Darren Spriggs could easily be seen as a breath of fresh air wafting through the stuffy corridors of the protection sector. The newly minted managing director of Ageas Protect is the only head of a protection insurer COVER can think of who is not actually an old protection hand.
Originally a general insurance specialist, he only joined the protection sector in February last year, becoming operations director at Ageas Protect in a move from its sister company RIAS, the over-50s general insurer.
Although his predecessor was Martin Werth, an actuary and arguably one of the most technical bosses in the sector, he is relatively sanguine about his protection experience, noting, with some justification, that it is not a problem.
"I am not a technical person," he said. "I am not an actuary, I am not an accountant - anything like that.
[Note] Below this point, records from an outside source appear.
//! Demo catalog seeding.

use serde_json::json;

use super::{Client, CliError};

/// A small catalog spanning every category, for local development.
const DEMO_PRODUCTS: &[(&str, &str, u64, &str, u32)] = &[
    (
        "Bluetooth Speaker",
        "Pocket speaker with 12h battery",
        8900,
        "electronics",
        25,
    ),
    (
        "Mechanical Keyboard",
        "Tenkeyless, brown switches",
        24900,
        "electronics",
        8,
    ),
    ("Linen Shirt", "Relaxed fit, stone washed", 6500, "clothing", 30),
    ("Wool Beanie", "Chunky knit merino", 2800, "clothing", 50),
    ("Walnut Desk Lamp", "Warm LED, touch dimmer", 4500, "home", 12),
    ("Ceramic Pour-Over Set", "Dripper plus 600ml carafe", 5400, "home", 9),
    ("City Sketching", "Urban drawing techniques", 3200, "books", 18),
    ("The Tide Atlas", "Coastal navigation handbook", 4100, "books", 6),
    ("Trail Bottle", "Insulated 750ml flask", 1200, "sports", 60),
    ("Climbing Chalk Bag", "Drawstring, fleece lined", 1900, "sports", 14),
];

/// Create the demo products through the admin API.
pub async fn run(client: &Client) -> Result<(), CliError> {
    for (name, description, price, category, stock) in DEMO_PRODUCTS {
        let payload = json!({
            "name": name,
            "description": description,
            "price": price,
            "category": category,
            "stock": stock,
            "image": format!("blob:demo/{}", name.to_lowercase().replace(' ', "-")),
            "contact_phone": "+15550100",
        });
        let created = client.post("/api/admin/products", &payload).await?;
        tracing::info!(
            "seeded {name} as {}",
            created.get("id").and_then(|v| v.as_str()).unwrap_or("?")
        );
    }
    tracing::info!("seeded {} products", DEMO_PRODUCTS.len());
    Ok(())
}
//! Command implementations and the shared HTTP client.

pub mod orders;
pub mod products;
pub mod seed;

use serde::Deserialize;
use serde_json::Value;
use thiserror::Error;

/// Errors surfaced by CLI commands.
#[derive(Debug, Error)]
pub enum CliError {
    /// HTTP transport failure.
    #[error("HTTP error: {0}")]
    Http(#[from] reqwest::Error),

    /// The storefront rejected the request.
    #[error("storefront rejected the request ({code}): {message}")]
    Rejected { code: String, message: String },

    /// Local configuration problem.
    #[error("configuration error: {0}")]
    Config(String),
}

/// Error body returned by the storefront API.
#[derive(Debug, Deserialize)]
struct ErrorBody {
    code: String,
    error: String,
}

/// HTTP client carrying the caller identity headers.
pub struct Client {
    http: reqwest::Client,
    endpoint: String,
    caller: Option<String>,
    secret: Option<String>,
}

impl Client {
    /// Build a client, reading the identity proxy secret from
    /// `TAMARIND_IDENTITY_SECRET` (a `.env` file is honored).
    ///
    /// # Errors
    ///
    /// Returns `CliError::Config` if a caller is given without a secret to
    /// authenticate the assertion.
    pub fn from_env(endpoint: String, caller: Option<String>) -> Result<Self, CliError> {
        let _ = dotenvy::dotenv();
        let secret = std::env::var("TAMARIND_IDENTITY_SECRET").ok();

        if caller.is_some() && secret.is_none() {
            return Err(CliError::Config(
                "TAMARIND_IDENTITY_SECRET must be set to assert a caller identity".to_string(),
            ));
        }

        Ok(Self {
            http: reqwest::Client::new(),
            endpoint: endpoint.trim_end_matches('/').to_string(),
            caller,
            secret,
        })
    }

    fn request(&self, method: reqwest::Method, path: &str) -> reqwest::RequestBuilder {
        let mut builder = self.http.request(method, format!("{}{path}", self.endpoint));
        if let (Some(caller), Some(secret)) = (&self.caller, &self.secret) {
            builder = builder
                .header("x-caller-id", caller)
                .header("x-identity-secret", secret);
        }
        builder
    }

    /// Send a request and decode the JSON response, mapping API rejections
    /// to [`CliError::Rejected`].
    async fn send(&self, builder: reqwest::RequestBuilder) -> Result<Value, CliError> {
        let response = builder.send().await?;
        let status = response.status();

        if status.is_success() {
            if status == reqwest::StatusCode::NO_CONTENT {
                return Ok(Value::Null);
            }
            return Ok(response.json().await?);
        }

        let body = response
            .json::<ErrorBody>()
            .await
            .unwrap_or_else(|_| ErrorBody {
                code: "unknown".to_string(),
                error: format!("HTTP {status}"),
            });
        Err(CliError::Rejected {
            code: body.code,
            message: body.error,
        })
    }

    pub(crate) async fn get(&self, path: &str) -> Result<Value, CliError> {
        self.send(self.request(reqwest::Method::GET, path)).await
    }

    pub(crate) async fn post(&self, path: &str, body: &Value) -> Result<Value, CliError> {
        self.send(self.request(reqwest::Method::POST, path).json(body))
            .await
    }

    pub(crate) async fn put(&self, path: &str, body: &Value) -> Result<Value, CliError> {
        self.send(self.request(reqwest::Method::PUT, path).json(body))
            .await
    }

    pub(crate) async fn delete(&self, path: &str) -> Result<Value, CliError> {
        self.send(self.request(reqwest::Method::DELETE, path)).await
    }
}

/// Assign a role to a user.
pub async fn assign_role(client: &Client, user: &str, role: &str) -> Result<(), CliError> {
    client
        .put(
            &format!("/api/admin/users/{user}/role"),
            &serde_json::json!({ "role": role }),
        )
        .await?;
    tracing::info!("assigned role {role} to {user}");
    Ok(())
}
//! Caller identity extraction.
//!
//! Identity issuance is not this service's job: requests arrive through an
//! identity proxy that verifies the shopper and asserts the result in
//! headers. The proxy authenticates itself with a shared secret; a request
//! asserting an identity without the correct secret is rejected outright.
//!
//! - `x-caller-id`: the verified user id, absent for anonymous callers
//! - `x-identity-secret`: the proxy's shared secret, required whenever
//!   `x-caller-id` is present
//!
//! Roles are *not* carried in headers; the gateway resolves them from its
//! own role assignments.

use axum::{
    extract::FromRequestParts,
    http::{StatusCode, request::Parts},
    response::{IntoResponse, Response},
};
use secrecy::ExposeSecret;

use tamarind_backend::Caller;

use crate::state::AppState;

const CALLER_HEADER: &str = "x-caller-id";
const SECRET_HEADER: &str = "x-identity-secret";

/// Extractor resolving the request's [`Caller`].
///
/// Requests without identity headers resolve to `Caller::Guest`; the
/// gateway decides what guests may do.
///
/// # Example
///
/// ```rust,ignore
/// async fn handler(Identity(caller): Identity) -> impl IntoResponse {
///     format!("hello, {caller:?}")
/// }
/// ```
pub struct Identity(pub Caller);

/// Rejection for a forged or malformed identity assertion.
pub enum IdentityRejection {
    /// `x-caller-id` present but the proxy secret is missing or wrong.
    BadProxySecret,
    /// Header value is not valid UTF-8 or is empty.
    MalformedHeader,
}

impl IntoResponse for IdentityRejection {
    fn into_response(self) -> Response {
        let message = match self {
            Self::BadProxySecret => "identity assertion not authenticated",
            Self::MalformedHeader => "malformed identity header",
        };
        (StatusCode::UNAUTHORIZED, message).into_response()
    }
}

impl FromRequestParts<AppState> for Identity {
    type Rejection = IdentityRejection;

    async fn from_request_parts(
        parts: &mut Parts,
        state: &AppState,
    ) -> Result<Self, Self::Rejection> {
        let Some(raw_caller) = parts.headers.get(CALLER_HEADER) else {
            return Ok(Self(Caller::Guest));
        };

        let caller_id = raw_caller
            .to_str()
            .ok()
            .map(str::trim)
            .filter(|id| !id.is_empty())
            .ok_or(IdentityRejection::MalformedHeader)?;

        let presented = parts
            .headers
            .get(SECRET_HEADER)
            .and_then(|v| v.to_str().ok())
            .ok_or(IdentityRejection::BadProxySecret)?;

        if !secrets_match(presented, state.config().identity_secret.expose_secret()) {
            return Err(IdentityRejection::BadProxySecret);
        }

        Ok(Self(Caller::user(caller_id)))
    }
}

/// Length-independent comparison to avoid trivially leaking the secret
/// through response timing.
fn secrets_match(presented: &str, expected: &str) -> bool {
    let presented = presented.as_bytes();
    let expected = expected.as_bytes();
    if presented.len() != expected.len() {
        return false;
    }
    presented
        .iter()
        .zip(expected)
        .fold(0u8, |acc, (a, b)| acc | (a ^ b))
        == 0
}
Ageas is going through its infancy and growing. My background and hopefully my skill set, is about translating businesses into a business growth phase. The fundamental purpose of business is to make money. That is my background."
KEEPING THINGS EFFICIENT
Spriggs has already started bringing in the more efficient practices of the GI insurers, stating on taking up his present post that where there would be "clear blue water" between Ageas and rivals was on underwriting.
What he meant was not so much the criteria of underwriting, but its core elements: service, technology and processes. He explained: "A small example from a service perspective - our principal and non-negotiable starting point - is that we operate on the basis of no backlogs.
"If you fall behind on your backlogs, you spend 10% to 20% - even 30% on occasion - of your resources trying to deal with phone calls asking ‘Where is my case?' etc.
"If we do it once, do it right and do it quickly, you actually move a lot quicker, rather than trying to appease people and their frustrations. "From my background, service is a given. Coming into this industry, I would say that one of the surprises I've had is that service generally across the industry is at best possibly described as average and acceptable."
Ageas is also investing in a web-based capability, to allow advisers to do some of the legwork themselves. "That way everybody wins because from an adviser and an intermediary perspective, they can do it when they want to, online," he said.
"For me, it's a differentiator and that's why we invest in it and will continue to do so."